Now that ObamaCare has been enacted, we definitely won’t be knocking any new archways through the wall at our Pittsburgh restaurant and expanding into the empty storefront next door.
With a waiting line on weekends, we could use the additional seats. The adjacent space could also be turned into a party room with seating for 50, perfect for communions, business meetings, and showers.
But there will be no sawing and hammering or reducing the neighborhood’s unemployment rate because we already have 42 employees — and it’s at 50 workers that the hefty new fines, mandates, and penalties kick in under ObamaCare
As the National Federation of Independent Business explains: "Businesses with 50 or more workers will now have to pay a penalty of $2,000 per worker if they do not offer healthcare coverage and have workers who access the exchanges.
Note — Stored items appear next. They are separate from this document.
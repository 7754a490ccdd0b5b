//! Change notifications for hosts that mirror the layer stack.
//!
//! `emit` calls every subscriber synchronously and also queues the event so a
//! UI loop can drain it later with `poll`.

use std::fmt;
use std::sync::{Arc, Mutex, RwLock};

use uuid::Uuid;

use crate::grid::Rgb;

/// Queue length at which the oldest half is dropped.
const MAX_QUEUE_SIZE: usize = 1000;

/// Which frames a change touches.
#[derive(Debug, Clone, Copy, PartialEq, Eq)]
pub enum FrameScope {
    Frame(usize),
    All,
}

#[derive(Debug, Clone, PartialEq)]
pub enum LayerEvent {
    PixelChanged {
        frame_index: usize,
        x: usize,
        y: usize,
        colour: Rgb,
    },
    FramePixelsChanged(FrameScope),
    LayersChanged(FrameScope),
    TrackAdded {
        index: usize,
        id: Uuid,
    },
    TrackRemoved {
        index: usize,
        id: Uuid,
    },
    TrackMoved {
        from: usize,
        to: usize,
    },
    GroupChanged(FrameScope),
}

type Callback = Arc<dyn Fn(&LayerEvent) + Send + Sync>;

#[derive(Clone, Default)]
pub struct EventBus {
    subscribers: Arc<RwLock<Vec<Callback>>>,
    queue: Arc<Mutex<Vec<LayerEvent>>>,
}

impl fmt::Debug for EventBus {
    fn fmt(&self, f: &mut fmt::Formatter<'_>) -> fmt::Result {
        f.debug_struct("EventBus")
            .field("subscribers", &self.subscriber_count())
            .field("queued", &self.queue_len())
            .finish()
    }
}

impl EventBus {
    pub fn new() -> Self {
        Self::default()
    }

    /// Register a callback invoked for every emitted event, in subscription order.
    pub fn subscribe<F>(&self, callback: F)
    where
        F: Fn(&LayerEvent) + Send + Sync + 'static,
    {
        self.subscribers
            .write()
            .unwrap_or_else(|e| e.into_inner())
            .push(Arc::new(callback));
    }

    pub fn emit(&self, event: LayerEvent) {
        // Clone the list so callbacks may subscribe without deadlocking.
        let subscribers: Vec<Callback> = self
            .subscribers
            .read()
            .unwrap_or_else(|e| e.into_inner())
            .clone();
        for cb in &subscribers {
            cb(&event);
        }

        let mut queue = self.queue.lock().unwrap_or_else(|e| e.into_inner());
        if queue.len() >= MAX_QUEUE_SIZE {
            let evict = queue.len() / 2;
            tracing::warn!(queued = queue.len(), evict, "layer event queue full, dropping oldest");
            queue.drain(0..evict);
        }
        queue.push(event);
    }

    /// Drain every event queued since the last poll.
    pub fn poll(&self) -> Vec<LayerEvent> {
        std::mem::take(&mut *self.queue.lock().unwrap_or_else(|e| e.into_inner()))
    }

    pub fn queue_len(&self) -> usize {
        self.queue.lock().unwrap_or_else(|e| e.into_inner()).len()
    }

    pub fn subscriber_count(&self) -> usize {
        self.subscribers
            .read()
            .unwrap_or_else(|e| e.into_inner())
            .len()
    }

    pub fn clear(&self) {
        self.subscribers
            .write()
            .unwrap_or_else(|e| e.into_inner())
            .clear();
        self.queue.lock().unwrap_or_else(|e| e.into_inner()).clear();
    }
}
This penalty has nothing to do with affordability and everything to do with punishing businesses for something the government has decided businesses should be forced to provide. Worse, with new mandates like these, what incentive is there for a firm to grow any bigger than 49 employees when it means employers may face such stiff fines? This approach is the exact opposite of a recipe for incentivizing job growth.”
In our case, we already offer a health insurance program to our current employees. I don’t know if that program meets the requirements of ObamaCare, or if it will meet the requirements of future upgrades that might be mandated by politicians who enjoy playing Santa Claus with other people’s money. But none of that matters if we forget about expansion and stay under 50 workers.
I also don’t know if the workers in the added space could generate enough revenue to provide the level of health coverage for themselves that ObamaCare demands. The average profit in the U.S. restaurant industry on $1 million in sales is $47,000 — so even if we did an extra million dollars in annual sales in the new room, it’s unlikely that there’d be enough new revenue to provide full healthcare coverage for the additional staff.
In the above scenario, what we get from the government for our additional risk-taking, investing, expansion, and job creation is more bureaucratic interference, higher levels of regulation, and a good chance of being fined.
Our reward, more specifically, for creating 12 new jobs might well turn out to be a fine of $2,000 for each of 54 employees, or $108,000, if we don’t jump well enough through all the new hoops that the central planners in D.C. come up with for firms with 50 employees or more.
The spin on the White House’s website paints a different picture, one that’s simultaneously simple and false. Under the "I am a small business owner" and "Find out what health insurance reform would mean for you" sections, there’s this question and answer: "Question: Will I be required to provide coverage that I can’t afford? The President’s answer: No."
It’s like going to the website of Kim Jong Il.
It shouldn’t be surprising that Barack Obama, House Speaker Nancy Pelosi, and Senate Majority Leader Harry Reid, none of whom ever ran anything in the private sector as complicated as a good lemonade stand, would come up with a top-down plan during a recession that delivers penalties for job creation.
Obama might say that his priority is “jobs, jobs, jobs,” but what he’s largely delivered is an anti-business, anti-jobs climate of uncertainty and the statist idea that job creation is defined as 10 guys standing around a pothole instead of six. As Investor’s Business Daily reports: “Since the start of last year, the federal government added 81,000 jobs. By contrast, private-sector payrolls have shed 4.71 million.”
Over the past decade, small businesses created three-quarters of the nation’s net new jobs. They do that the best when they’re not tied up in red tape or drained of capital via excessive taxation, fines, and political intrusions.
Obama’s call for the unionization of these small firms via card check represents a clear attack on the nation’s most successful job creators and a fundamental disrespect for the very essence of the nation’s independent businesses. “Independent” means that we didn’t go into business to please politicians or to meet with grievance chairs the first thing in the morning.
The death tax, additionally, returns next year with only a $1 million exemption and a full 55 percent rate of confiscating assets, creating further disincentives to growth. Why knock through the dining room wall if the IRS is just going to increase the business value by $1 million and come after my kids at the funeral for $550,000?
Rep. Henry Waxman, seemingly unable to tolerate this kind of talk, wants to haul CEOs into hearings to defend their public comments regarding the price of ObamaCare to their firms. Maybe he should call me in too, because I’m saying that ObamaCare killed a dozen or so jobs that I could easily have created and that Obama and Waxman can multiply that by the millions of small business firms in order to get some idea of the real price of their flawed healthcare reform.
Ralph R. Reiland is an associate professor of economics at Robert Morris University and a Pittsburgh restaurateur.